Ms. Smith never leaves her house, but a kind neighbor drops off some groceries about twice a month. She has no relationship with her children or grandchildren, for reasons she did not specify. She has no plans to improve her life (her one pleasure is "spraying her sheets with perfume," which reminds her of the way her mom smelled, and provides an "aromatherapy" feeling). However, she does faithfully take her 13 medications every day.

I asked Ms. Smith what she had to lose by sending her grandkids Christmas or birthday cards. If she didn't have a relationship with them, the worst thing that can happen is that the situation remains the same. Ms. Smith, bitter during most of the conversation,lightened up during my blunt challenge. "Yes. That is true. What do I have to lose?" Then her smile faded. "I just don't think I'd be able to deal with the rejection."

In many ways, I'm privileged to work in a hospital; For better or worse, I get to witness and learn from other people's life mistakes. This is a woman who spends the overwhelming majority of her day watching TV in her bed. It would seem to an objective observer that a genuine attempt to live in any different way ought to be wholeheartedly embraced. Ms. B is not afraid of death ("I'm just waiting for God to take me, when he wants to take me"), but is utterly panicked about sending a Christmas card.

When I see situations like this, I realize just how irrational it is to be nervous about contacting an old friend or putting up an inarticulate blog post or do anything else, for which I might be judged. I see the ultimate futility of caring too much about what other people think.

I suggested an alternative for Ms. Smith- perhaps she can keep journals, which her granchildren could one day read. Ms. Smith started to ramble excitedly, "Yes. It could by my legacy to them. Something for them to know me by...It won't get my voice inflections...but I could still give them advice..make sure they don't make the same mistakes. I can tell them to always stay celibate. That is the only way to stay safe."
I've recently read about "Narrative Medicine," a movement pioneered by Rita Charon, in which patients, even (especially?) those in palliative care, write and reflect about their illnesses. To me, the narrative medicine is particularly seductive, as it provides opportunities for doctors to inculcate values in which they're often criticized for being remiss- empathy, consideration of the "whole" patient, and integration of other fields- all without sacrificing a commitment to evidence-based medicine.

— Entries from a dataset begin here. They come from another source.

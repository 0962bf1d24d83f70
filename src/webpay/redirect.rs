//! Hosted-page redirect payload
//!
//! Builds the exact field set the WebPay hosted payment page expects
//! and picks the pay endpoint for the configured mode. Rendering the
//! actual browser form belongs to the host platform.

use chrono::{DateTime, Utc};
use regex::Regex;
use serde::{Deserialize, Serialize};
use std::sync::OnceLock;

use crate::config::{GatewayCredentials, Mode};
use crate::webpay::signature;
use crate::webpay::types::OutboundTransaction;

/// Production hosted payment page.
pub const LIVE_PAY_URL: &str = "https://webpay.interswitchng.com/paydirect/pay";
/// Sandbox hosted payment page.
pub const TEST_PAY_URL: &str = "https://sandbox.interswitchng.com/webpay/pay";

/// Everything the host platform needs to render the redirect form.
#[derive(Debug, Clone, Serialize)]
pub struct RedirectPayload {
    /// Hosted page URL for the configured mode
    pub endpoint: &'static str,
    pub fields: RedirectFields,
}

/// Form fields for the hosted payment page.
///
/// Field names are fixed by the WebPay API contract and must not be
/// renamed; serde renames carry the wire spelling.
#[derive(Debug, Clone, Serialize, Deserialize)]
pub struct RedirectFields {
    pub product_id: String,
    pub site_redirect_url: String,
    pub txn_ref: String,
    pub hash: String,
    pub amount: u64,
    pub order_id: String,
    pub currency: String,
    pub site_name: String,
    pub cust_name: String,
    pub cust_name_desc: String,
    pub cust_id: String,
    pub cust_id_desc: String,
    pub pay_item_id: String,
    pub email: String,
    #[serde(rename = "ACCEPTURL")]
    pub accept_url: String,
    #[serde(rename = "DECLINEURL")]
    pub decline_url: String,
    #[serde(rename = "EXCEPTIONURL")]
    pub exception_url: String,
    #[serde(rename = "CANCELURL")]
    pub cancel_url: String,
}

/// Pay endpoint for a gateway mode. Only two branches exist.
pub fn pay_url(mode: Mode) -> &'static str {
    match mode {
        Mode::Live => LIVE_PAY_URL,
        Mode::Test => TEST_PAY_URL,
    }
}

/// Assemble the signed redirect payload for one checkout attempt.
///
/// Accept, decline and exception URLs all point back at the success
/// return URL; WebPay reports the actual outcome through the lookup
/// call, not through which URL it hit. Empty credential fields still
/// build a payload; [`Config::validate`] rejects them before this
/// stage.
///
/// [`Config::validate`]: crate::config::Config::validate
pub fn build_redirect_payload(
    credentials: &GatewayCredentials,
    transaction: &OutboundTransaction,
) -> RedirectPayload {
    let hash = signature::redirect_signature(
        credentials,
        &transaction.transaction_ref,
        transaction.amount_minor,
        &transaction.return_url,
    );

    RedirectPayload {
        endpoint: pay_url(credentials.mode),
        fields: RedirectFields {
            product_id: credentials.product_id.clone(),
            site_redirect_url: transaction.return_url.clone(),
            txn_ref: transaction.transaction_ref.clone(),
            hash,
            amount: transaction.amount_minor,
            order_id: transaction.order_id.clone(),
            currency: credentials.currency_code.clone(),
            site_name: transaction.site_host.clone(),
            cust_name: transaction.customer_name.clone(),
            cust_name_desc: "Customer username".to_string(),
            cust_id: transaction.customer_email.clone(),
            cust_id_desc: "Customer email address".to_string(),
            pay_item_id: credentials.pay_item_id.clone(),
            email: transaction.customer_email.clone(),
            accept_url: transaction.return_url.clone(),
            decline_url: transaction.return_url.clone(),
            exception_url: transaction.return_url.clone(),
            cancel_url: transaction.cancel_url.clone(),
        },
    }
}

/// Generate a merchant transaction reference for one checkout attempt.
///
/// `"{order_id}X{unix_timestamp}"`, with the order id stripped to
/// URL-safe characters. Uniqueness across attempts comes from the
/// timestamp; uniqueness within one second is the caller's problem and
/// in practice a shopper cannot start two attempts for the same order
/// that fast.
pub fn transaction_reference(order_id: &str, at: DateTime<Utc>) -> String {
    static URL_UNSAFE: OnceLock<Regex> = OnceLock::new();
    let unsafe_chars = URL_UNSAFE.get_or_init(|| Regex::new(r"[^A-Za-z0-9._-]").unwrap());
    format!("{}X{}", unsafe_chars.replace_all(order_id, ""), at.timestamp())
}
//! Interswitch WebPay gateway integration
//!
//! Offsite redirect flow: build a signed payload that sends the
//! shopper to the hosted payment page, then verify the transaction
//! server-side when they come back and report the outcome to the host
//! platform.

pub mod amount;
pub mod error;
pub mod handler;
pub mod lookup;
pub mod redirect;
pub mod signature;
pub mod status;
pub mod types;

pub use error::{GatewayError, GatewayResult};
pub use handler::{LoggingEvents, PaymentEvents, ReturnHandler};
pub use lookup::LookupClient;
pub use redirect::{build_redirect_payload, transaction_reference, RedirectPayload};
pub use status::TransactionStatus;
pub use types::{AuthorizedPayment, LookupResult, OutboundTransaction, PaymentNotice};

The evidents suggests that narrative medicine may help mitigate pain, or even increase survivorship and longevity. Promoting science-based medicine is not in conflict with recognizing the bio-social-psychological model of medicine, nor realizing that the effects of, say, loneliness can discernible physiological consequences.

I had no major suggestions that were acceptable for Ms. Smith, on how she could perhaps improve her life (Therapy? No Nutrition Counseling? No). She will likely remain alone for the rest of her life. However, she might punctuate her TV-viewing with journal keeping. So, maybe I've my part to ensure Ms. Smith's lasting legacy.
I wonder when I'll start recommending to all the lonely seniors that they ought to start blogs.